**Required action:** Output the records that follow, keeping every line exactly as it is.

Extracted data entries:
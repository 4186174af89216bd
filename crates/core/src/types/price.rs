//! Type-safe price representation using decimal arithmetic.

use std::fmt;
use std::iter::Sum;
use std::ops::Add;

use rust_decimal::Decimal;
use serde::{Deserialize, Serialize};

/// A unit or line price in the store's currency.
///
/// Deserializes from a JSON number or string (the stock API sends numbers)
/// and serializes as a decimal string so persisted carts never lose precision.
#[derive(Debug, Clone, Copy, PartialEq, Eq, PartialOrd, Ord, Default, Serialize, Deserialize)]
#[serde(transparent)]
pub struct Price(Decimal);

impl Price {
    /// A price of zero.
    pub const ZERO: Self = Self(Decimal::ZERO);

    /// Create a new price.
    #[must_use]
    pub const fn new(amount: Decimal) -> Self {
        Self(amount)
    }

    /// Create a price from an integer number of cents.
    #[must_use]
    pub fn from_cents(cents: i64) -> Self {
        Self(Decimal::new(cents, 2))
    }

    /// The decimal amount.
    #[must_use]
    pub const fn amount(&self) -> Decimal {
        self.0
    }

    /// This price multiplied by a quantity.
    #[must_use]
    pub fn times(self, quantity: u32) -> Self {
        Self(self.0 * Decimal::from(quantity))
    }
}

/// Formats as `$179.90`.
impl fmt::Display for Price {
    fn fmt(&self, f: &mut fmt::Formatter<'_>) -> fmt::Result {
        write!(f, "${:.2}", self.0)
    }
}

impl From<Decimal> for Price {
    fn from(amount: Decimal) -> Self {
        Self(amount)
    }
}

impl Add for Price {
    type Output = Self;

    fn add(self, rhs: Self) -> Self {
        Self(self.0 + rhs.0)
    }
}

impl Sum for Price {
    fn sum<I: Iterator<Item = Self>>(iter: I) -> Self {
        iter.fold(Self::ZERO, Add::add)
    }
}

#[cfg(test)]
#[allow(clippy::unwrap_used)]
mod tests {
    use super::*;

    #[test]
    fn test_price_from_json_number() {
        let price: Price = serde_json::from_str("179.9").unwrap();
        assert_eq!(price, Price::from_cents(17990));
    }

    #[test]
    fn test_price_from_json_string() {
        let price: Price = serde_json::from_str("\"139.90\"").unwrap();
        assert_eq!(price, Price::from_cents(13990));
    }

    #[test]
    fn test_price_display() {
        assert_eq!(Price::from_cents(17990).to_string(), "$179.90");
        assert_eq!(Price::from_cents(5).to_string(), "$0.05");
        assert_eq!(Price::ZERO.to_string(), "$0.00");
    }

    #[test]
    fn test_price_times_and_sum() {
        let unit = Price::from_cents(1050);
        assert_eq!(unit.times(3), Price::from_cents(3150));
        assert_eq!(unit.times(0), Price::ZERO);

        let total: Price = [unit, unit.times(2)].into_iter().sum();
        assert_eq!(total, Price::from_cents(3150));
    }
}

**Written response:**
repository 4186174af89216bd
filename crates/core/src/types/price.rs
//! Type-safe price representation using decimal arithmetic.

use std::fmt;
use std::iter::Sum;
use std::ops::Add;

use rust_decimal::Decimal;
use serde::{Deserialize, Serialize};

/// A unit or line price in the store's currency.
///
/// Deserializes from a JSON number or string (the stock API sends numbers)
/// and serializes as a decimal string so persisted carts never lose precision.
#[derive(Debug, Clone, Copy, PartialEq, Eq, PartialOrd, Ord, Default, Serialize, Deserialize)]
#[serde(transparent)]
pub struct Price(Decimal);

impl Price {
    /// A price of zero.
    pub const ZERO: Self = Self(Decimal::ZERO);

    /// Create a new price.
    #[must_use]
    pub const fn new(amount: Decimal) -> Self {
        Self(amount)
    }

    /// Create a price from an integer number of cents.
    #[must_use]
    pub fn from_cents(cents: i64) -> Self {
        Self(Decimal::new(cents, 2))
    }

    /// The decimal amount.
    #[must_use]
    pub const fn amount(&self) -> Decimal {
        self.0
    }

    /// This price multiplied by a quantity.
    #[must_use]
    pub fn times(self, quantity: u32) -> Self {
        Self(self.0 * Decimal::from(quantity))
    }
}

/// Formats as `$179.90`.
impl fmt::Display for Price {
    fn fmt(&self, f: &mut fmt::Formatter<'_>) -> fmt::Result {
        write!(f, "${:.2}", self.0)
    }
}

impl From<Decimal> for Price {
    fn from(amount: Decimal) -> Self {
        Self(amount)
    }
}

impl Add for Price {
    type Output = Self;

    fn add(self, rhs: Self) -> Self {
        Self(self.0 + rhs.0)
    }
}

impl Sum for Price {
    fn sum<I: Iterator<Item = Self>>(iter: I) -> Self {
        iter.fold(Self::ZERO, Add::add)
    }
}

#[cfg(test)]
#[allow(clippy::unwrap_used)]
mod tests {
    use super::*;

    #[test]
    fn test_price_from_json_number() {
        let price: Price = serde_json::from_str("179.9").unwrap();
        assert_eq!(price, Price::from_cents(17990));
    }

    #[test]
    fn test_price_from_json_string() {
        let price: Price = serde_json::from_str("\"139.90\"").unwrap();
        assert_eq!(price, Price::from_cents(13990));
    }

    #[test]
    fn test_price_display() {
        assert_eq!(Price::from_cents(17990).to_string(), "$179.90");
        assert_eq!(Price::from_cents(5).to_string(), "$0.05");
        assert_eq!(Price::ZERO.to_string(), "$0.00");
    }

    #[test]
    fn test_price_times_and_sum() {
        let unit = Price::from_cents(1050);
        assert_eq!(unit.times(3), Price::from_cents(3150));
        assert_eq!(unit.times(0), Price::ZERO);

        let total: Price = [unit, unit.times(2)].into_iter().sum();
        assert_eq!(total, Price::from_cents(3150));
    }
}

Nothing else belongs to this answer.